2. Второе наше положение относительно истории вселенских соборов связано с проблемой их представительности. Никакой собор прошлого никогда не включал всех епископов Церкви и даже не приближался по своему представительному характеру к всемирным ассамблеям нашего времени, имеющим в своем распоряжении удобства современных средств сообщения. В 430 году, например, императорские приглашения были посланы «митрополитам» провинций Восточной империи и, по довольно произвольному выбору, — западным епископам. Подразумевалось, что представители Римского папы непременно должны присутствовать на вселенских соборах. Однако на соборе 381 года Запад вовсе не был представлен, а в 553 году Юстиниан созвал Пятый собор, несмотря на отказ папы Вигилия участвовать в нем. Юридически «вселенскость» была формально обусловлена только императорским созывом и одобрением. Экклезиологически, однако, авторитетность собора зависела от того, был ли он подлинным голосом епископского и церковного консенсуса. Отсюда важность одобрения Римом, чей приоритет в церковных делах был общепризнанным фактом. Одобрение Запада было желательным и с точки зрения византийского имперского универсализма: теоретически Запад являлся частью империи.
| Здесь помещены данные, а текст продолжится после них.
//! Traversal: find the nodes a pass has to look at.

use crate::model::{Block, CellStyle, Document, NodePath, NodeRef};

/// What a candidate node carries.
#[derive(Debug, Clone, Copy, PartialEq, Eq)]
pub enum CandidateKind {
    /// Display math block, replaced as a whole
    MathBlock,
    /// Prose whose substitutions expand macros
    Prose,
    /// List item text
    ListItem,
    /// Table cell text
    TableCell,
    /// Section title
    SectionTitle,
    /// Table cell holding its own document
    NestedDocument,
}

impl CandidateKind {
    /// Whether the candidate carries inline text to scan.
    pub fn is_text(&self) -> bool {
        matches!(
            self,
            CandidateKind::Prose
                | CandidateKind::ListItem
                | CandidateKind::TableCell
                | CandidateKind::SectionTitle
        )
    }
}

impl std::fmt::Display for CandidateKind {
    fn fmt(&self, f: &mut std::fmt::Formatter<'_>) -> std::fmt::Result {
        let name = match self {
            CandidateKind::MathBlock => "math block",
            CandidateKind::Prose => "prose",
            CandidateKind::ListItem => "list item",
            CandidateKind::TableCell => "table cell",
            CandidateKind::SectionTitle => "section title",
            CandidateKind::NestedDocument => "nested document",
        };
        f.write_str(name)
    }
}

/// A node found by traversal.
#[derive(Debug, Clone, PartialEq, Eq)]
pub struct Candidate {
    /// Where the node is
    pub path: NodePath,
    /// What to do with it
    pub kind: CandidateKind,
}

/// Collect candidates in document order.
///
/// Literal table cells are skipped. AsciiDoc cells are reported as nested
/// documents; their content is not descended into.
pub fn collect(doc: &Document) -> Vec<Candidate> {
    let mut out = Vec::new();
    for (index, block) in doc.blocks.iter().enumerate() {
        visit_block(block, NodePath::root(index), &mut out);
    }
    out
}

fn visit_block(block: &Block, path: NodePath, out: &mut Vec<Candidate>) {
    match block {
        Block::Math(_) => push(out, &path, CandidateKind::MathBlock),
        Block::Prose(prose) => {
            if prose.expands_macros() {
                push(out, &path, CandidateKind::Prose);
            }
        }
        Block::List(list) => {
            for (i, item) in list.items.iter().enumerate() {
                let item_path = path.clone().item(i);
                push(out, &item_path, CandidateKind::ListItem);
                for (j, child) in item.blocks.iter().enumerate() {
                    visit_block(child, item_path.clone().block(j), out);
                }
            }
        }
        Block::Section(section) => {
            push(out, &path, CandidateKind::SectionTitle);
            for (i, child) in section.blocks.iter().enumerate() {
                visit_block(child, path.clone().block(i), out);
            }
        }
        Block::Compound(compound) => {
            for (i, child) in compound.blocks.iter().enumerate() {
                visit_block(child, path.clone().block(i), out);
            }
        }
        Block::Table(table) => {
            for (r, row) in table.rows.iter().enumerate() {
                for (c, cell) in row.cells.iter().enumerate() {
                    let kind = match cell.style {
                        CellStyle::Literal => continue,
                        CellStyle::AsciiDoc if cell.inner_document.is_some() => {
                            CandidateKind::NestedDocument
                        }
                        CellStyle::AsciiDoc => {
                            log::debug!(
                                "Skipping asciidoc cell {} without a document",
                                path.clone().cell(r, c)
                            );
                            continue;
                        }
                        _ => CandidateKind::TableCell,
                    };
                    push(out, &path.clone().cell(r, c), kind);
                }
            }
        }
        Block::Image(_) | Block::Passthrough(_) => {}
    }
}

fn push(out: &mut Vec<Candidate>, path: &NodePath, kind: CandidateKind) {
    out.push(Candidate {
        path: path.clone(),
        kind,
    });
}

/// Raw text of a text candidate.
pub fn text_of(doc: &Document, candidate: &Candidate) -> Option<String> {
    match (candidate.kind, doc.node(&candidate.path)?) {
        (CandidateKind::Prose, NodeRef::Block(Block::Prose(prose))) => Some(prose.text()),
        (CandidateKind::ListItem, NodeRef::Item(item)) => Some(item.text.clone()),
        (CandidateKind::TableCell, NodeRef::Cell(cell)) => Some(cell.text.clone()),
        (CandidateKind::SectionTitle, NodeRef::Block(Block::Section(section))) => {
            Some(section.title().to_string())
        }
        _ => None,
    }
}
3. Наше третье положение касается связи между вселенским собором и церковным единством. Совершенно ясно, что, по крайней мере в первом тысячелетии, вселенский собор не мыслился как «объединительный собор» между разделенными церквами, а предполагал единство в вероучении и евхаристическое общение между ними. Поэтому есть явная разница между основным употреблением слова «вселенский» сегодня и тем значением, которое оно имело, когда относилось к соборам прежнего времени. Легко в связи с этим припомнить взгляд св. Кирилла Александрийского на Нестория в 431 году, Диоскара на Флавиана в 449 году, римских легатов в Халкидоне на Диоскара в 451 году.

В каждом из этих случаев вероучительные расхождения требовали, чтобы православные епископы были членами собора, а заподозренные в ереси занимали места «на середине», то есть как ответчики. Так и на Великом соборе, созванном при патриархе Фотии в 879–888 годах, признание Фотия законным патриархом и «сослужителем» легатами папы Иоанна VIII должно было быть торжественно провозглашено, прежде чем заинтересованные стороны согласились провести совместный собор.

Идея «объединительного собора», то есть совещания между церквами Востока и Запада, бывшими в состоянии раскола, в конце Средних веков поддерживалась греческой стороной в целях восстановления единства. Папство не желало принимать этой идеи. Так, оно добивалось римского вероисповедания и получило его от императора Михаила VIII Палеолога до Лионского собора (1274).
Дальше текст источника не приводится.